The same way you want to someday comb a unicorn's mane, chat with a leprechaun and sit behind the plate at a Royals-Cubs World Series, you'd like to think these guys claiming they will unveil a real Bigfoot on Friday aren't full of Sasquatch dung.
Yet (or is it Yeti?) the chances don’t look good. We — the 13-year-olds in all of us who pine for better video of the Loch Ness Monster and for a look at the water-powered car the auto executives killed — have been pulled in before. And we haven't got so much as a tuft of genuine Gigantopithecus blacki fur to show for it.
There's that 1960s video of the big guy strolling through the woods in a bad gorilla suit. The various footprints. The Bigfoot blood that turned out to be transmission fluid. The hair that was just carpet.

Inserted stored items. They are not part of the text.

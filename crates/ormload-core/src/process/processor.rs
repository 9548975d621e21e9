//! Turns the rows of one executed statement into loaded objects.

use std::collections::HashSet;

use tracing::{debug, instrument, trace};

use crate::error::Result;
use crate::jdbc::ResultSet;
use crate::mapping::{CollectionSemantics, MappingRegistry};
use crate::value::Value;

use super::context::{CollectionKey, LoadedObject, PersistenceContext, SubselectFetch};
use super::readers::{ReturnReader, RowReader};

/// Per-execution inputs of [`ResultSetProcessor::extract_results`].
#[derive(Debug, Clone, Copy, Default)]
pub struct ProcessingOptions<'o> {
    /// Overrides the context's default read-only flag.
    pub read_only: Option<bool>,
    /// Owner keys of the collections a collection load was asked for.
    /// Those without rows are registered empty.
    pub collection_keys: &'o [Value],
    /// Statement text, remembered for subselect fetches.
    pub sql: &'o str,
    /// Stop after this many rows.
    pub max_rows: Option<u32>,
}

/// Reads every row of a result set with one [`RowReader`].
#[derive(Debug, Clone, PartialEq, Eq)]
pub struct ResultSetProcessor {
    row_reader: RowReader,
    had_subselect_fetches: bool,
}

/// Collections filled by the current result set, in first-seen order.
#[derive(Default)]
struct LoadingCollections {
    seen: HashSet<CollectionKey>,
    skipped: HashSet<CollectionKey>,
    order: Vec<(CollectionKey, CollectionSemantics)>,
}

impl LoadingCollections {
    /// Whether rows for `key` should be read. Collections initialized by an
    /// earlier load are left alone.
    fn admit(&mut self, key: &CollectionKey, semantics: CollectionSemantics, context: &PersistenceContext) -> bool {
        if self.seen.contains(key) {
            return true;
        }
        if self.skipped.contains(key) {
            return false;
        }
        if context.collection(key).is_some_and(|c| c.initialized) {
            trace!(role = %key.role, owner = %key.owner, "collection already initialized, ignoring rows");
            self.skipped.insert(key.clone());
            return false;
        }
        self.seen.insert(key.clone());
        self.order.push((key.clone(), semantics));
        true
    }
}

impl ResultSetProcessor {
    pub fn new(row_reader: RowReader, had_subselect_fetches: bool) -> Self {
        Self {
            row_reader,
            had_subselect_fetches,
        }
    }

    pub fn row_reader(&self) -> &RowReader {
        &self.row_reader
    }

    /// Whether some fetch of the plan is a subselect fetch.
    pub fn had_subselect_fetches(&self) -> bool {
        self.had_subselect_fetches
    }

    /// Read every remaining row. Returns one tuple per row, the return
    /// object first.
    #[instrument(level = "debug", skip_all)]
    pub fn extract_results(
        &self,
        rs: &mut dyn ResultSet,
        registry: &MappingRegistry,
        context: &mut PersistenceContext,
        options: &ProcessingOptions<'_>,
    ) -> Result<Vec<Vec<LoadedObject>>> {
        let read_only = options.read_only.unwrap_or_else(|| context.is_default_read_only());
        let mut loading = LoadingCollections::default();
        let mut results = Vec::new();
        let mut row_count = 0usize;

        while rs.next()? {
            if options.max_rows.is_some_and(|max| row_count >= max as usize) {
                break;
            }
            row_count += 1;
            let row = self.row_reader.read_row(&*rs, registry, context, read_only)?;
            for (position, collection) in row.collections {
                let Some(reader) = self.row_reader.collection_readers().get(position) else {
                    continue;
                };
                let semantics = registry.collection(&reader.role)?.semantics;
                if !loading.admit(&collection.key, semantics, context) {
                    continue;
                }
                let target = context.get_or_create_collection(collection.key, semantics);
                if let Some(entry) = collection.entry {
                    target.read_entry(entry);
                }
            }
            if !row.tuple.is_empty() {
                results.push(row.tuple);
            }
        }

        if let ReturnReader::Collection { uid } = self.row_reader.return_reader() {
            if let Some(reader) = self.row_reader.collection_readers().iter().find(|r| &r.uid == uid) {
                let semantics = registry.collection(&reader.role)?.semantics;
                for owner in options.collection_keys {
                    let key = CollectionKey::new(reader.role.clone(), owner.clone());
                    if loading.admit(&key, semantics, context) {
                        context.get_or_create_collection(key, semantics);
                    }
                }
            }
        }

        for (key, semantics) in loading.order {
            context.get_or_create_collection(key, semantics).initialized = true;
        }

        if self.had_subselect_fetches {
            self.register_subselect(&results, options.sql, context);
        }

        debug!(rows = row_count, results = results.len(), "result set processed");
        Ok(results)
    }

    fn register_subselect(&self, results: &[Vec<LoadedObject>], sql: &str, context: &mut PersistenceContext) {
        let mut seen = HashSet::new();
        let mut entity = None;
        let mut keys = Vec::new();
        for row in results {
            if let Some(LoadedObject::Entity(key)) = row.first() {
                entity.get_or_insert_with(|| key.entity.clone());
                if seen.insert(key.id.clone()) {
                    keys.push(key.id.clone());
                }
            }
        }
        if let Some(entity) = entity {
            trace!(entity = %entity, keys = keys.len(), "registering subselect fetch");
            context.register_subselect(SubselectFetch {
                entity,
                sql: sql.to_string(),
                keys,
            });
        }
    }
}
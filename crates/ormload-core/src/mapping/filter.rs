//! Row filters and the per-load influencers that enable them.

use std::collections::BTreeMap;

use serde::{Deserialize, Serialize};

use crate::error::{Error, Result};
use crate::value::{Value, ValueType};

/// A named, parameterized filter definition.
#[derive(Debug, Clone, PartialEq, Eq, Serialize, Deserialize)]
pub struct FilterDef {
    /// Filter name.
    pub name: String,
    /// Parameter types by parameter name.
    #[serde(default)]
    pub parameters: BTreeMap<String, ValueType>,
}

impl FilterDef {
    /// Create a filter definition with no parameters.
    pub fn new(name: impl Into<String>) -> Self {
        Self {
            name: name.into(),
            parameters: BTreeMap::new(),
        }
    }

    /// Declare a parameter.
    pub fn with_parameter(mut self, name: impl Into<String>, ty: ValueType) -> Self {
        self.parameters.insert(name.into(), ty);
        self
    }
}

/// A filter applied to an entity or collection, written against bare
/// column names.
#[derive(Debug, Clone, PartialEq, Eq, Serialize, Deserialize)]
pub struct FilterMapping {
    /// Name of the filter definition.
    pub name: String,
    /// SQL condition, e.g. `tenant_id = :tenant`.
    pub condition: String,
}

impl FilterMapping {
    pub fn new(name: impl Into<String>, condition: impl Into<String>) -> Self {
        Self {
            name: name.into(),
            condition: condition.into(),
        }
    }
}

/// Value supplied for a filter parameter.
#[derive(Debug, Clone, PartialEq, Eq, Serialize, Deserialize)]
#[serde(untagged)]
pub enum FilterValue {
    /// Binds to one placeholder.
    Single(Value),
    /// Binds to one placeholder per element.
    List(Vec<Value>),
}

impl FilterValue {
    /// Values in binding order.
    pub fn values(&self) -> &[Value] {
        match self {
            FilterValue::Single(value) => std::slice::from_ref(value),
            FilterValue::List(values) => values,
        }
    }
}

impl From<Value> for FilterValue {
    fn from(value: Value) -> Self {
        FilterValue::Single(value)
    }
}

impl From<i64> for FilterValue {
    fn from(value: i64) -> Self {
        FilterValue::Single(Value::Int(value))
    }
}

impl From<&str> for FilterValue {
    fn from(value: &str) -> Self {
        FilterValue::Single(Value::from(value))
    }
}

impl From<String> for FilterValue {
    fn from(value: String) -> Self {
        FilterValue::Single(Value::Text(value))
    }
}

impl From<bool> for FilterValue {
    fn from(value: bool) -> Self {
        FilterValue::Single(Value::Bool(value))
    }
}

/// A filter enabled for one load with its parameter values.
#[derive(Debug, Clone, PartialEq, Eq)]
pub struct EnabledFilter {
    definition: FilterDef,
    values: BTreeMap<String, FilterValue>,
}

impl EnabledFilter {
    /// Enable a filter definition.
    pub fn new(definition: FilterDef) -> Self {
        Self {
            definition,
            values: BTreeMap::new(),
        }
    }

    /// Set a parameter value.
    pub fn with_parameter(mut self, name: impl Into<String>, value: impl Into<FilterValue>) -> Self {
        self.values.insert(name.into(), value.into());
        self
    }

    /// Set a list-valued parameter.
    pub fn with_parameter_list(mut self, name: impl Into<String>, values: Vec<Value>) -> Self {
        self.values.insert(name.into(), FilterValue::List(values));
        self
    }

    pub fn name(&self) -> &str {
        &self.definition.name
    }

    pub fn definition(&self) -> &FilterDef {
        &self.definition
    }

    /// Value and declared type of a parameter.
    pub fn parameter(&self, name: &str) -> Option<(&FilterValue, &ValueType)> {
        let ty = self.definition.parameters.get(name)?;
        Some((self.values.get(name)?, ty))
    }

    /// Check that every declared parameter has a value and no undeclared
    /// parameter was set.
    pub fn validate(&self) -> Result<()> {
        for name in self.definition.parameters.keys() {
            if !self.values.contains_key(name) {
                return Err(Error::illegal_argument(format!(
                    "filter [{}] parameter [{name}] value not set",
                    self.definition.name
                )));
            }
        }
        for name in self.values.keys() {
            if !self.definition.parameters.contains_key(name) {
                return Err(Error::illegal_argument(format!(
                    "undefined filter parameter [{}.{name}]",
                    self.definition.name
                )));
            }
        }
        Ok(())
    }
}

/// Per-load settings that influence generated SQL.
#[derive(Debug, Clone, Default, PartialEq, Eq)]
pub struct LoadQueryInfluencers {
    enabled_filters: BTreeMap<String, EnabledFilter>,
}

impl LoadQueryInfluencers {
    /// No filters enabled.
    pub fn new() -> Self {
        Self::default()
    }

    /// Enable a filter.
    pub fn with_filter(mut self, filter: EnabledFilter) -> Self {
        self.enabled_filters.insert(filter.name().to_string(), filter);
        self
    }

    /// Enable a filter in place.
    pub fn enable_filter(&mut self, filter: EnabledFilter) {
        self.enabled_filters.insert(filter.name().to_string(), filter);
    }

    pub fn disable_filter(&mut self, name: &str) {
        self.enabled_filters.remove(name);
    }

    pub fn is_enabled(&self, name: &str) -> bool {
        self.enabled_filters.contains_key(name)
    }

    pub fn has_enabled_filters(&self) -> bool {
        !self.enabled_filters.is_empty()
    }

    pub fn enabled_filters(&self) -> impl Iterator<Item = &EnabledFilter> {
        self.enabled_filters.values()
    }

    /// Resolve a `filter.param` reference to its value and type.
    pub fn filter_parameter(&self, qualified: &str) -> Result<(&FilterValue, &ValueType)> {
        let (filter, param) = qualified.split_once('.').ok_or_else(|| {
            Error::illegal_argument(format!("malformed filter parameter reference [{qualified}]"))
        })?;
        let enabled = self.enabled_filters.get(filter).ok_or_else(|| {
            Error::illegal_argument(format!("filter [{filter}] is not enabled"))
        })?;
        enabled.parameter(param).ok_or_else(|| {
            Error::illegal_argument(format!("filter parameter [{qualified}] value not set"))
        })
    }

    /// Validate every enabled filter.
    pub fn validate(&self) -> Result<()> {
        self.enabled_filters.values().try_for_each(EnabledFilter::validate)
    }
}

#[cfg(test)]
mod tests {
    use super::*;

    fn tenant_filter() -> FilterDef {
        FilterDef::new("tenant").with_parameter("tenantId", ValueType::Long)
    }

    #[test]
    fn test_filter_parameter_lookup() {
        let influencers = LoadQueryInfluencers::new()
            .with_filter(EnabledFilter::new(tenant_filter()).with_parameter("tenantId", 7i64));
        assert!(influencers.is_enabled("tenant"));
        let (value, ty) = influencers.filter_parameter("tenant.tenantId").unwrap();
        assert_eq!(value.values(), &[Value::Int(7)]);
        assert_eq!(ty, &ValueType::Long);
        assert!(influencers.filter_parameter("tenant.other").is_err());
        assert!(influencers.filter_parameter("missing.x").is_err());
    }

    #[test]
    fn test_validate_missing_parameter() {
        let influencers = LoadQueryInfluencers::new().with_filter(EnabledFilter::new(tenant_filter()));
        assert!(matches!(influencers.validate(), Err(Error::IllegalArgument(_))));
    }

    #[test]
    fn test_list_parameter() {
        let filter = EnabledFilter::new(FilterDef::new("status").with_parameter("codes", ValueType::String))
            .with_parameter_list("codes", vec![Value::from("a"), Value::from("b")]);
        let (value, _) = filter.parameter("codes").unwrap();
        assert_eq!(value.values().len(), 2);
        filter.validate().unwrap();
    }
}
//! SQLite backend over rusqlite.

use std::collections::BTreeMap;
use std::path::Path;
use std::time::Duration;

use ormload_dialect::SqlTypeCode;
use rusqlite::types::{Value as SqliteValue, ValueRef};
use rusqlite::Connection;
use tracing::{debug, trace};

use super::{JdbcCoordinator, JdbcError, JdbcResult, PreparedStatement, ResultSet, ScrollMode, StatementKind};
use crate::value::Value;

/// Coordinator owning one SQLite connection.
pub struct SqliteCoordinator {
    connection: Connection,
    released: usize,
}

impl SqliteCoordinator {
    pub fn new(connection: Connection) -> Self {
        Self {
            connection,
            released: 0,
        }
    }

    /// Open a database file.
    pub fn open(path: impl AsRef<Path>) -> JdbcResult<Self> {
        let path = path.as_ref();
        debug!(path = %path.display(), "opening sqlite database");
        Ok(Self::new(Connection::open(path)?))
    }

    /// Open a private in-memory database.
    pub fn open_in_memory() -> JdbcResult<Self> {
        Ok(Self::new(Connection::open_in_memory()?))
    }

    pub fn connection(&self) -> &Connection {
        &self.connection
    }

    /// Run a batch of `;` separated statements, e.g. DDL and fixtures.
    pub fn execute_batch(&self, sql: &str) -> JdbcResult<()> {
        self.connection.execute_batch(sql)?;
        Ok(())
    }

    /// Statements released so far.
    pub fn released_statements(&self) -> usize {
        self.released
    }
}

/// SQL plus bind values, executed on extraction.
#[derive(Debug, Clone)]
pub struct SqliteStatement {
    sql: String,
    scroll: ScrollMode,
    parameter_count: usize,
    binds: BTreeMap<usize, Value>,
    max_rows: Option<u32>,
    timeout: Option<u32>,
}

impl SqliteStatement {
    pub fn sql(&self) -> &str {
        &self.sql
    }
}

impl PreparedStatement for SqliteStatement {
    fn bind(&mut self, position: usize, value: &Value) -> JdbcResult<()> {
        if position == 0 || position > self.parameter_count {
            return Err(JdbcError::ParameterIndex(position));
        }
        self.binds.insert(position, value.clone());
        Ok(())
    }

    fn register_out_parameter(&mut self, _position: usize, _sql_type: SqlTypeCode) -> JdbcResult<()> {
        Err(JdbcError::Unsupported("sqlite has no out parameters".into()))
    }

    fn set_max_rows(&mut self, max_rows: u32) -> JdbcResult<()> {
        self.max_rows = (max_rows > 0).then_some(max_rows);
        Ok(())
    }

    fn set_query_timeout(&mut self, seconds: u32) -> JdbcResult<()> {
        self.timeout = Some(seconds);
        Ok(())
    }

    fn set_fetch_size(&mut self, _rows: u32) -> JdbcResult<()> {
        // rows are always read in full
        Ok(())
    }
}

fn to_sqlite(value: &Value) -> JdbcResult<SqliteValue> {
    Ok(match value {
        Value::Null => SqliteValue::Null,
        Value::Bool(b) => SqliteValue::Integer(i64::from(*b)),
        Value::Int(i) => SqliteValue::Integer(*i),
        Value::Float(f) => SqliteValue::Real(*f),
        Value::Text(s) => SqliteValue::Text(s.clone()),
        Value::Bytes(b) => SqliteValue::Blob(b.clone()),
        Value::Composite(_) => {
            return Err(JdbcError::Driver(format!("cannot bind composite value {value} to one parameter")))
        }
    })
}

fn from_sqlite(value: ValueRef<'_>) -> Value {
    match value {
        ValueRef::Null => Value::Null,
        ValueRef::Integer(i) => Value::Int(i),
        ValueRef::Real(f) => Value::Float(f),
        ValueRef::Text(t) => Value::Text(String::from_utf8_lossy(t).into_owned()),
        ValueRef::Blob(b) => Value::Bytes(b.to_vec()),
    }
}

impl JdbcCoordinator for SqliteCoordinator {
    type Statement = SqliteStatement;

    fn prepare_statement(&mut self, sql: &str, kind: StatementKind, scroll: ScrollMode) -> JdbcResult<SqliteStatement> {
        if kind == StatementKind::Callable {
            return Err(JdbcError::Unsupported("sqlite has no callable statements".into()));
        }
        let statement = self.connection.prepare_cached(sql)?;
        let parameter_count = statement.parameter_count();
        trace!(sql, parameter_count, "prepared statement");
        Ok(SqliteStatement {
            sql: sql.to_string(),
            scroll,
            parameter_count,
            binds: BTreeMap::new(),
            max_rows: None,
            timeout: None,
        })
    }

    fn extract(&mut self, statement: &mut SqliteStatement) -> JdbcResult<Box<dyn ResultSet>> {
        if let Some(seconds) = statement.timeout {
            self.connection.busy_timeout(Duration::from_secs(u64::from(seconds)))?;
        }
        let mut prepared = self.connection.prepare_cached(&statement.sql)?;
        for (position, value) in &statement.binds {
            prepared.raw_bind_parameter(*position, to_sqlite(value)?)?;
        }
        let columns: Vec<String> = prepared.column_names().into_iter().map(String::from).collect();
        let limit = statement.max_rows.map(|max| max as usize);
        let mut rows = Vec::new();
        let mut cursor = prepared.raw_query();
        while let Some(row) = cursor.next()? {
            if limit.is_some_and(|max| rows.len() >= max) {
                break;
            }
            let values = (0..columns.len())
                .map(|i| row.get_ref(i).map(from_sqlite))
                .collect::<Result<Vec<_>, _>>()?;
            rows.push(values);
        }
        trace!(rows = rows.len(), "extracted result set");
        Ok(Box::new(MaterializedResultSet::new(columns, rows, statement.scroll)))
    }

    fn release(&mut self, statement: SqliteStatement) {
        trace!(sql = %statement.sql, "released statement");
        self.released += 1;
    }

    fn after_statement_execution(&mut self) {
        self.connection.flush_prepared_statement_cache();
    }
}

/// Result set holding every row in memory.
#[derive(Debug, Clone)]
pub struct MaterializedResultSet {
    columns: Vec<String>,
    rows: Vec<Vec<Value>>,
    scroll: ScrollMode,
    /// 1-based current row, 0 before the first row.
    position: usize,
}

impl MaterializedResultSet {
    pub fn new(columns: Vec<String>, rows: Vec<Vec<Value>>, scroll: ScrollMode) -> Self {
        Self {
            columns,
            rows,
            scroll,
            position: 0,
        }
    }

    pub fn row_count(&self) -> usize {
        self.rows.len()
    }
}

impl ResultSet for MaterializedResultSet {
    fn next(&mut self) -> JdbcResult<bool> {
        if self.position <= self.rows.len() {
            self.position += 1;
        }
        Ok(self.position <= self.rows.len())
    }

    fn absolute(&mut self, row: usize) -> JdbcResult<bool> {
        if self.scroll == ScrollMode::ForwardOnly {
            return Err(JdbcError::ForwardOnly);
        }
        self.position = row.min(self.rows.len() + 1);
        Ok(row >= 1 && row <= self.rows.len())
    }

    fn find_column(&self, label: &str) -> JdbcResult<usize> {
        self.columns
            .iter()
            .position(|c| c.eq_ignore_ascii_case(label))
            .map(|i| i + 1)
            .ok_or_else(|| JdbcError::ColumnNotFound(label.to_string()))
    }

    fn get_value(&self, column: usize) -> JdbcResult<Value> {
        let row = self
            .position
            .checked_sub(1)
            .and_then(|i| self.rows.get(i))
            .ok_or(JdbcError::NoCurrentRow)?;
        column
            .checked_sub(1)
            .and_then(|i| row.get(i))
            .cloned()
            .ok_or(JdbcError::ColumnIndex(column))
    }
}

#[cfg(test)]
mod tests {
    use super::*;

    fn coordinator() -> SqliteCoordinator {
        let coordinator = SqliteCoordinator::open_in_memory().unwrap();
        coordinator
            .execute_batch(
                "create table users (id integer primary key, name text);
                 insert into users values (1, 'ann'), (2, 'bob'), (3, 'cid');",
            )
            .unwrap();
        coordinator
    }

    #[test]
    fn test_prepare_bind_extract() {
        let mut coordinator = coordinator();
        let mut statement = coordinator
            .prepare_statement(
                "select id, name from users where id > ? order by id",
                StatementKind::Prepared,
                ScrollMode::ForwardOnly,
            )
            .unwrap();
        statement.bind(1, &Value::Int(1)).unwrap();
        assert!(matches!(statement.bind(2, &Value::Int(1)), Err(JdbcError::ParameterIndex(2))));
        statement.set_max_rows(1).unwrap();
        let mut rs = coordinator.extract(&mut statement).unwrap();
        assert!(rs.next().unwrap());
        assert_eq!(rs.get_by_label("NAME").unwrap(), Value::Text("bob".into()));
        assert!(!rs.next().unwrap());
        assert!(matches!(rs.absolute(1), Err(JdbcError::ForwardOnly)));
        coordinator.release(statement);
        assert_eq!(coordinator.released_statements(), 1);
    }

    #[test]
    fn test_scrollable_positioning() {
        let mut coordinator = coordinator();
        let mut statement = coordinator
            .prepare_statement(
                "select id from users order by id",
                StatementKind::Prepared,
                ScrollMode::ScrollInsensitive,
            )
            .unwrap();
        let mut rs = coordinator.extract(&mut statement).unwrap();
        assert!(rs.absolute(2).unwrap());
        assert!(rs.next().unwrap());
        assert_eq!(rs.get_value(1).unwrap(), Value::Int(3));
        assert!(matches!(rs.get_value(2), Err(JdbcError::ColumnIndex(2))));
    }

    #[test]
    fn test_bad_sql_and_callable() {
        let mut coordinator = coordinator();
        assert!(matches!(
            coordinator.prepare_statement("select nope from", StatementKind::Prepared, ScrollMode::ForwardOnly),
            Err(JdbcError::Sqlite(_))
        ));
        assert!(matches!(
            coordinator.prepare_statement("call p(?)", StatementKind::Callable, ScrollMode::ForwardOnly),
            Err(JdbcError::Unsupported(_))
        ));
    }
}
//! CASE expressions used to discriminate subclass rows.

use serde::{Deserialize, Serialize};

/// Case expression rendering style of a dialect.
#[derive(Debug, Clone, Copy, PartialEq, Eq, Serialize, Deserialize)]
#[serde(rename_all = "snake_case")]
pub enum CaseStyle {
    /// `case when c is not null then v ... end`
    Ansi,
    /// Nested `nvl2(c, v, ...)` calls.
    Nvl2,
}

/// Maps "column is not null" tests to result values.
///
/// The first non-null column, in insertion order, picks the value.
#[derive(Debug, Clone, PartialEq, Eq)]
pub struct CaseFragment {
    style: CaseStyle,
    cases: Vec<(String, String)>,
    return_column: Option<String>,
}

impl CaseFragment {
    pub fn new(style: CaseStyle) -> Self {
        Self {
            style,
            cases: Vec::new(),
            return_column: None,
        }
    }

    /// Name the expression with an `as` alias.
    pub fn set_return_column_name(&mut self, column_alias: impl Into<String>) -> &mut Self {
        self.return_column = Some(column_alias.into());
        self
    }

    /// Yield `value` when `alias.column` is not null.
    pub fn add_when_column_not_null(&mut self, alias: &str, column: &str, value: impl Into<String>) -> &mut Self {
        self.cases.push((format!("{alias}.{column}"), value.into()));
        self
    }

    /// Render the expression.
    pub fn to_fragment_string(&self) -> String {
        let mut sql = match self.style {
            CaseStyle::Ansi => {
                let mut sql = String::from("case");
                for (column, value) in &self.cases {
                    sql.push_str(&format!(" when {column} is not null then {value}"));
                }
                sql.push_str(" end");
                sql
            }
            CaseStyle::Nvl2 => {
                let mut sql = String::new();
                for (column, value) in &self.cases {
                    sql.push_str(&format!("nvl2({column}, {value}, "));
                }
                sql.push_str("null");
                sql.push_str(&")".repeat(self.cases.len()));
                sql
            }
        };
        if let Some(alias) = &self.return_column {
            sql.push_str(" as ");
            sql.push_str(alias);
        }
        sql
    }
}

#[cfg(test)]
mod tests {
    use super::*;

    #[test]
    fn test_ansi_case() {
        let mut case = CaseFragment::new(CaseStyle::Ansi);
        case.add_when_column_not_null("user0_1_", "id", "1")
            .add_when_column_not_null("user0_", "id", "0")
            .set_return_column_name("clazz_0_");
        assert_eq!(
            case.to_fragment_string(),
            "case when user0_1_.id is not null then 1 when user0_.id is not null then 0 end as clazz_0_"
        );
    }

    #[test]
    fn test_nvl2_case() {
        let mut case = CaseFragment::new(CaseStyle::Nvl2);
        case.add_when_column_not_null("a", "id", "1")
            .add_when_column_not_null("b", "id", "0");
        assert_eq!(
            case.to_fragment_string(),
            "nvl2(a.id, 1, nvl2(b.id, 0, null))"
        );
    }
}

Now come at least three men — coincidentally all in the Bigfoot business — promising evidence at a Friday news conference in Palo Alto, Calif., that the elusive creature has been found at long last.
"A body that may very well be the body of the creature commonly known as 'Bigfoot' has been found in the woods in northern Georgia," says a news release. It describes the carcass as that of an animal 7 feet 7 inches tall, weighing more than 500 pounds that "looks like it is part human and part apelike."
The two who claim to have found the mysterious beast in north Georgia — a former cop and a former prison guard — offer Bigfoot expeditions. They've teamed up with Tom Biscardi, who's been searching for and making movies about Bigfoot since 1971.